New issue
Have a question about this project? Sign up for a free GitHub account to open an issue and contact its maintainers and the community.
By clicking “Sign up for GitHub”, you agree to our terms of service and privacy statement. We’ll occasionally send you account related emails.
Already on GitHub? Sign in to your account
[Problem] DXF files produced by older AutoCAD versions where text contains non-ASCII characters cannot be imported/opened by either the legacy or non-legacy DXF importer. #8704
Comments
Updated original ticket to make it a little bit easier for devs to grok the issue. Thanks for being thorough! |
Thanks for the edit. I'm not very familiar with this web interface yet. I've been looking at the new importer code to get a better idea of the origin of the error there. The 'obj' in the traceback is an App::Annotation object. The importer initially converts DXF text into App::Annotation objects, and convertDraftTexts converts these to App:FeaturePython/Text objects. It appears that, when creating the App::Annotation, the LabelText is set by calling setValues (in C++) which expects UTF-8-encoded std::string(s). The fault appears to be in ImpExpDxfRead::OnReadText or ImpExpDxfRead::Deformat, which should behave differently depending on the AutoCad version from the DXF file; for newer versions the text can be used as read from the file, but for older versions the text must be UTF-8 encoded before setting it into the LabelText property. |
Kind of similar to #7987 |
There is some similarity to #7987 but only insofar as being related to text encoding and the assumption of a particular encoding (UTF-8) rather than relying on information in the file to specify the encoding (I am assuming here that a STEP file is a text file that would start with a BOM if it were UTF-8). I think the similarity ends there though, different importer (DXF vs STEP), different string context (drawing text vs layer/object name) |
@Roy-043 any chance you can take a look at this ? |
Yes, I believe the way non-UTF-8 strings are encoded in DXF is fundamentally different than how it's done in STEP so there is little chance a common solution could work. |
Ok, I'm new at this forum. What would be the best way to provide the changes? |
The ideal way (long version at https://wiki.freecad.org/Source_code_management ):
This might be a bit daunting at first but if you plan to work more with FreeCAD (or any other FOSS project) and write code, it's totally worth learning it ;) Alternatively, just attach the modified file here. |
Yorik, the file I have changes to is DXFReader.py which is not under the main FreeCAD repository, but under your own git repository so I've also done the fork/clone on that repository. I've just put the changes into my copy and created a pull request |
The C++ version doesn't seem to interpret the HEADER section at all, so to get a fix there this would have to be added, at least enough to find $ACADVER and $DWGCODEPAGE. That's probably the hard part.
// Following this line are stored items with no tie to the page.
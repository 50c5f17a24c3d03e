//! Procedurally painted sprite art and the collision silhouettes derived from it.
//!
//! The renderer uploads the same RGBA buffers that the silhouettes are built
//! from, so what is drawn is exactly what collides.

use super::bird::WingPose;
use super::silhouette::Silhouette;

/// Bird frame width in pixels.
pub const BIRD_WIDTH: usize = 68;
/// Bird frame height in pixels.
pub const BIRD_HEIGHT: usize = 48;
/// Pipe sprite width in pixels.
pub const PIPE_WIDTH: usize = 104;
/// Pipe sprite height in pixels.
pub const PIPE_HEIGHT: usize = 640;
/// Ground tile width in pixels.
pub const GROUND_WIDTH: usize = 672;
/// Ground tile height in pixels.
pub const GROUND_HEIGHT: usize = 224;

const PIPE_CAP_HEIGHT: usize = 36;
const PIPE_INSET: usize = 6;
const GRASS_HEIGHT: usize = 18;

type Rgba = [u8; 4];

const BODY: Rgba = [245, 200, 66, 255];
const WING: Rgba = [215, 165, 35, 255];
const TAIL: Rgba = [225, 180, 50, 255];
const EYE: Rgba = [255, 255, 255, 255];
const PUPIL: Rgba = [20, 20, 20, 255];
const BEAK: Rgba = [225, 75, 35, 255];
const PIPE_DARK: Rgba = [74, 122, 26, 255];
const PIPE_MID: Rgba = [100, 170, 40, 255];
const PIPE_LIGHT: Rgba = [145, 215, 62, 255];
const CAP_EDGE: Rgba = [60, 100, 20, 255];
const GRASS: Rgba = [84, 168, 55, 255];
const GRASS_LIGHT: Rgba = [110, 200, 70, 255];
const DIRT: Rgba = [210, 185, 110, 255];
const DIRT_DARK: Rgba = [185, 160, 90, 255];

/// A tightly packed RGBA image.
#[derive(Debug, Clone, PartialEq, Eq)]
pub struct Sprite {
    /// Width in pixels.
    pub width: usize,
    /// Height in pixels.
    pub height: usize,
    /// Row-major RGBA bytes, four per pixel.
    pub rgba: Vec<u8>,
}

impl Sprite {
    /// Creates a fully transparent sprite.
    pub fn new(width: usize, height: usize) -> Self {
        Self {
            width,
            height,
            rgba: vec![0; width * height * 4],
        }
    }

    fn put(&mut self, x: usize, y: usize, color: Rgba) {
        if x < self.width && y < self.height {
            let idx = (y * self.width + x) * 4;
            self.rgba[idx..idx + 4].copy_from_slice(&color);
        }
    }

    fn fill_rect(&mut self, x: usize, y: usize, w: usize, h: usize, color: Rgba) {
        for py in y..y + h {
            for px in x..x + w {
                self.put(px, py, color);
            }
        }
    }

    fn fill_ellipse(&mut self, cx: f32, cy: f32, rx: f32, ry: f32, color: Rgba) {
        for y in 0..self.height {
            for x in 0..self.width {
                let nx = (x as f32 + 0.5 - cx) / rx;
                let ny = (y as f32 + 0.5 - cy) / ry;
                if nx * nx + ny * ny <= 1.0 {
                    self.put(x, y, color);
                }
            }
        }
    }

    /// Returns a copy mirrored top to bottom.
    pub fn flipped_vertically(&self) -> Self {
        let row = self.width * 4;
        let rgba = self
            .rgba
            .chunks_exact(row)
            .rev()
            .flatten()
            .copied()
            .collect();
        Self {
            width: self.width,
            height: self.height,
            rgba,
        }
    }

    /// Occupied-pixel mask of this sprite.
    pub fn silhouette(&self) -> Silhouette {
        Silhouette::from_rgba(self.width, self.height, &self.rgba)
    }
}

/// Paints the bird frame for `pose`.
pub fn bird(pose: WingPose) -> Sprite {
    let mut sprite = Sprite::new(BIRD_WIDTH, BIRD_HEIGHT);

    sprite.fill_rect(2, 20, 10, 10, TAIL);
    sprite.fill_ellipse(34.0, 26.0, 26.0, 17.0, BODY);
    sprite.fill_rect(54, 26, 14, 8, BEAK);
    sprite.fill_ellipse(46.0, 18.0, 6.0, 6.0, EYE);
    sprite.fill_ellipse(48.0, 18.0, 2.0, 2.0, PUPIL);

    let wing_y = match pose {
        WingPose::Up => 9.0,
        WingPose::Level => 26.0,
        WingPose::Down => 40.0,
    };
    sprite.fill_ellipse(20.0, wing_y, 12.0, 7.0, WING);

    sprite
}

/// Paints a bottom pipe: opening cap on top, body running downward.
pub fn pipe() -> Sprite {
    let mut sprite = Sprite::new(PIPE_WIDTH, PIPE_HEIGHT);
    let body_width = PIPE_WIDTH - 2 * PIPE_INSET;

    for x in 0..body_width {
        let shade = match x * 4 / body_width {
            0 => PIPE_DARK,
            3 => PIPE_LIGHT,
            _ => PIPE_MID,
        };
        sprite.fill_rect(PIPE_INSET + x, PIPE_CAP_HEIGHT, 1, PIPE_HEIGHT - PIPE_CAP_HEIGHT, shade);
    }

    sprite.fill_rect(0, 0, PIPE_WIDTH, PIPE_CAP_HEIGHT, PIPE_MID);
    sprite.fill_rect(0, 0, PIPE_WIDTH, 3, CAP_EDGE);
    sprite.fill_rect(0, PIPE_CAP_HEIGHT - 3, PIPE_WIDTH, 3, CAP_EDGE);
    sprite.fill_rect(PIPE_WIDTH - 20, 3, 10, PIPE_CAP_HEIGHT - 6, PIPE_LIGHT);

    sprite
}

/// Paints one ground tile: grass strip over striped dirt.
pub fn ground() -> Sprite {
    let mut sprite = Sprite::new(GROUND_WIDTH, GROUND_HEIGHT);

    sprite.fill_rect(0, GRASS_HEIGHT, GROUND_WIDTH, GROUND_HEIGHT - GRASS_HEIGHT, DIRT);
    for x in 0..GROUND_WIDTH {
        let grass = if (x / 12) % 2 == 0 { GRASS } else { GRASS_LIGHT };
        sprite.fill_rect(x, 0, 1, GRASS_HEIGHT, grass);
        if (x + 7) % 24 < 3 {
            sprite.fill_rect(x, GRASS_HEIGHT + 6, 1, GROUND_HEIGHT - GRASS_HEIGHT - 6, DIRT_DARK);
        }
    }

    sprite
}

/// Collision silhouettes for every drawable frame.
#[derive(Debug, Clone)]
pub struct Silhouettes {
    birds: [Silhouette; 3],
    pipe_top: Silhouette,
    pipe_bottom: Silhouette,
}

impl Default for Silhouettes {
    fn default() -> Self {
        Self::new()
    }
}

impl Silhouettes {
    /// Paints every sprite and derives its silhouette.
    pub fn new() -> Self {
        let pipe_bottom = pipe().silhouette();
        Self {
            birds: WingPose::ALL.map(|pose| bird(pose).silhouette()),
            pipe_top: pipe_bottom.flipped_vertically(),
            pipe_bottom,
        }
    }

    /// Bird silhouette for `pose`.
    pub fn bird(&self, pose: WingPose) -> &Silhouette {
        &self.birds[pose.index()]
    }

    /// Silhouette of the upper, upside-down pipe.
    pub fn pipe_top(&self) -> &Silhouette {
        &self.pipe_top
    }

    /// Silhouette of the lower pipe.
    pub fn pipe_bottom(&self) -> &Silhouette {
        &self.pipe_bottom
    }
}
To avoid reading the entire HEADER section twice in the legacy importer, another approach to this change would be to read the entire file with encoding=None, and instead have the convert function do the appropriate conversion from the bytes read to a Python string. A global variable would tell it what encoding to use. Reading the HEADER would have to look for the two variables on the way by, instead of the current blind collecting of section contents. I'm not sure the size of the HEADER section is big enough to worry about re-reading it, we're talking about perhaps 4k bytes here. |
IIRC the c++ importer already reads some of the header variables. Maybe it's not that hard. Another option would be to split the problem into several. For ex, to begin with, let the user specify the encoding manually via python, ex: |
I've implemented the code in the C++ importer and it appears to work, though I had some difficulty testing this: I'm running into problems due to this change which causes the C++ importer to get its settings from a new location. However there appears to be no corresponding change to have the Preferences dialog place the settings in the new location, and as a result I'm getting the default of 'false' for the option to import annotations and text. Needless to say, this making testing text import rather difficult. Although I see merit in the fact that DXF import settings don't really belong under Mod/Draft, this change by itself breaks several things: The Preferences still places the settings in the old location, so the settings used by the C++ importer cannot be changed from the defaults of (no text/annotation import, no layer import, and scaling=1.0), and the legacy importer has not been changed to look in the new location. This change is about 8 months old so it does not appear to be part of some other work in progress, and there is nothing in the change log to justify the change. I don't know how (if it is possible) to refer back to some Issue that might have prompted the change. From my (perhaps naïve) viewpoint this looks like a bad change that should be rolled back. Because the ctor for ImpExpDxfRead loads the options from the old place, then Import::Module::readDXF in AppImportPy.cpp makes it load from the new place, I've added a temporary workaround to make ImpExpDxfRead use its existing settings as defaults if the specific property is not found in the given options source. Should this just be addressed in a new Issue? |
I've just made a PR on the FreeCAD repository for the fix to the C++ importer, to go along with my previous PR for the legacy importer. Once both these are honoured, this issue can be closed as fixed. |
The python importer PR looks good, I just suggested a couple of changes, have a look if it makes sense to you. The C++ is harder to assess, I'm looking at it now :) |
Well, I messed up when trying to remove some lint I had introduced and also trying to rebase my changes, and somehow closed #8862, so I'm putting in the changes fresh as #9060. There are still lint warnings in the files I have changed, but not in the part of the code I've changed. Should I be trying to clean up these warnings while I'm changing the file, even if I did not introduce them? Should I just make a separate PR to clean up the lint? Or should I just ignore it? |
If you don't mind, please do make a separate PR for the linting. It's just easier to rollback commits if they are more targeted. TIA! |
#9060 has been merged into the main branch so this issue is resolved. I'll do the linting as an unrelated PR later. |
See discussion https://forum.freecad.org/viewtopic.php?t=78719 I don't believe FreeCAD#8704 is fixed even after this change, the example file Encoding-error.dxf which can be opened by Varicad Viewer still opens error free but has nothing in the 3D view.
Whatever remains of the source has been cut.